[[ SOURCE DATA, beginning ]]
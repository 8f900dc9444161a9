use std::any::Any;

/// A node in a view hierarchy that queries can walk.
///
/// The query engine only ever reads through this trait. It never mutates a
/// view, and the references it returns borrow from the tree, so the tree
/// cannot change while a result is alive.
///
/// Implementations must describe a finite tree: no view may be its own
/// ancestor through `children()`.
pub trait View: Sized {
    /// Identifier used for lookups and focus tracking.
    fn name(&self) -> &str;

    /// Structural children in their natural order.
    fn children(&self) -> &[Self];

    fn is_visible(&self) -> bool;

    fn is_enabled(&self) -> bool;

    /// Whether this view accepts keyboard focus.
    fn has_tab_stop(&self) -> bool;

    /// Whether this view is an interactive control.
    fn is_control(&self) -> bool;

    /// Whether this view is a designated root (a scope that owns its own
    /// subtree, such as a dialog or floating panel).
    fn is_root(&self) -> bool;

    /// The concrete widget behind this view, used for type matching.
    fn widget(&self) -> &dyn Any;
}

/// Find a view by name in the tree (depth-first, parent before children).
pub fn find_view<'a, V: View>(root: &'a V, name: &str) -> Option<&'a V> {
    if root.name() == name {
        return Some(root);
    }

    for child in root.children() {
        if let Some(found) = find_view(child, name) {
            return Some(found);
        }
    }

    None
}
[[ SOURCE DATA, end ]]
### [THE TASK]
Only the lines from the one containing "fn name(&self) -> &str;" through the last line of the records are to be set down, exactly as they appear.

### [REPLY]
    fn name(&self) -> &str;

    /// Structural children in their natural order.
    fn children(&self) -> &[Self];

    fn is_visible(&self) -> bool;

    fn is_enabled(&self) -> bool;

    /// Whether this view accepts keyboard focus.
    fn has_tab_stop(&self) -> bool;

    /// Whether this view is an interactive control.
    fn is_control(&self) -> bool;

    /// Whether this view is a designated root (a scope that owns its own
    /// subtree, such as a dialog or floating panel).
    fn is_root(&self) -> bool;

    /// The concrete widget behind this view, used for type matching.
    fn widget(&self) -> &dyn Any;
}

/// Find a view by name in the tree (depth-first, parent before children).
pub fn find_view<'a, V: View>(root: &'a V, name: &str) -> Option<&'a V> {
    if root.name() == name {
        return Some(root);
    }

    for child in root.children() {
        if let Some(found) = find_view(child, name) {
            return Some(found);
        }
    }

    None
}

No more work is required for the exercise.